Monday, Jan. 27, 1941
FIGHTING THE BLAZEBLITZ
London has seen it this bad only once since the Great Fire of 1666--month ago when the first great incendiary raid burned out blocks of the City, made night day and framed the dome of historic St. Paul's in a thick drapery of acrid smoke. Since then London has learned how to deal with the blazeblitz. The secret is to douse each bomb within a minute or two. The entire male civilian population between 16 and 60 has been conscripted for fire fighting. When the incendiaries fall, crackling into blue and rose-colored flares, crowds of householders in all stages of undress pop from doorways and pounce on the bombs. In some neighborhoods as many as 400 bombs per square mile have landed.

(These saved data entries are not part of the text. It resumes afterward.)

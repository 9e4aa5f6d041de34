//! Hunger state machine
//!
//! A fed agent flocks. Once hunger drops to the threshold it forages: it
//! seeks the nearest food within its sensing radius and eats it on contact.
//! A hungry agent with no food in sight keeps flocking.

use glam::Vec2;

use super::forces;
use super::spatial::{find_within_radius, nearest};
use super::state::{Agent, Food, FoodId};
use crate::config::WorldConfig;
use crate::consts::HUNGER_MAX;

/// What an agent did this tick
#[derive(Debug, Clone, Copy, PartialEq, Eq)]
pub enum Behavior {
    Flocking,
    Foraging,
}

/// Outcome of the foraging decision for one agent
#[derive(Debug, Clone, Copy, PartialEq)]
pub struct ForageDecision {
    pub behavior: Behavior,
    /// Flocking or seek force, before obstacle avoidance
    pub force: Vec2,
    /// Food the agent reached this tick
    pub eat: Option<FoodId>,
}

/// Nearest uneaten food within the agent's sensing radius
pub fn find_food<'a>(agent: &Agent, foods: &'a [Food]) -> Option<&'a Food> {
    let in_range = find_within_radius(
        agent.position,
        agent.sensing_radius,
        foods.iter().filter(|f| !f.consumed),
    );
    nearest(agent.position, in_range)
}

/// Pick this tick's steering for `agent`
pub fn decide(
    agent: &Agent,
    agents: &[Agent],
    foods: &[Food],
    config: &WorldConfig,
) -> ForageDecision {
    if agent.is_hungry(config) {
        if let Some(food) = find_food(agent, foods) {
            let reached = agent.position.distance(food.position) < food.consume_distance();
            return ForageDecision {
                behavior: Behavior::Foraging,
                force: forces::seek(agent, food.position, config),
                eat: reached.then_some(food.id),
            };
        }
    }

    ForageDecision {
        behavior: Behavior::Flocking,
        force: forces::flocking(agent, agents, config),
        eat: None,
    }
}

/// Refill hunger after eating
pub fn feed(agent: &mut Agent) {
    agent.hunger = HUNGER_MAX;
}

/// Advance the hunger timer; returns true if this tick made the agent hungry
pub fn decay_hunger(agent: &mut Agent, config: &WorldConfig) -> bool {
    agent.hunger_timer += 1;
    if agent.hunger_timer < config.hunger_time_max {
        return false;
    }
    let was_hungry = agent.is_hungry(config);
    agent.hunger = agent.hunger.saturating_sub(config.hunger_decrease_rate);
    agent.hunger_timer = 0;
    !was_hungry && agent.is_hungry(config)
}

The simplest German incendiaries weigh about two pounds and are filled with thermite. There are four methods of putting them out. The first method is to smother them with the tin tops of garbage cans. But there are seldom enough covers for all the bombs, so everybody is now familiar with the second method, which is to smother them with sand and then spray them with a hand pump attached to a water bucket. A third fairly effective method for whiskey drinkers is to spray the bomb with a soda-water siphon. Fourth and most dangerous method, about to be demonstrated by the woman in the picture below, is to pick up the fin end of the bomb, whack it sharply on the ground and decapitate it. It takes about three minutes properly to extinguish a bomb by the first three methods. The fourth is instantaneous.
Now an incendiary raid provides fun and excitement in the long dull hours of blackout. Last week's two incendiary raids played to big enthusiastic audiences. Crowds gathered to watch and applaud the gyrating figures advancing with their garbage tops held like shields.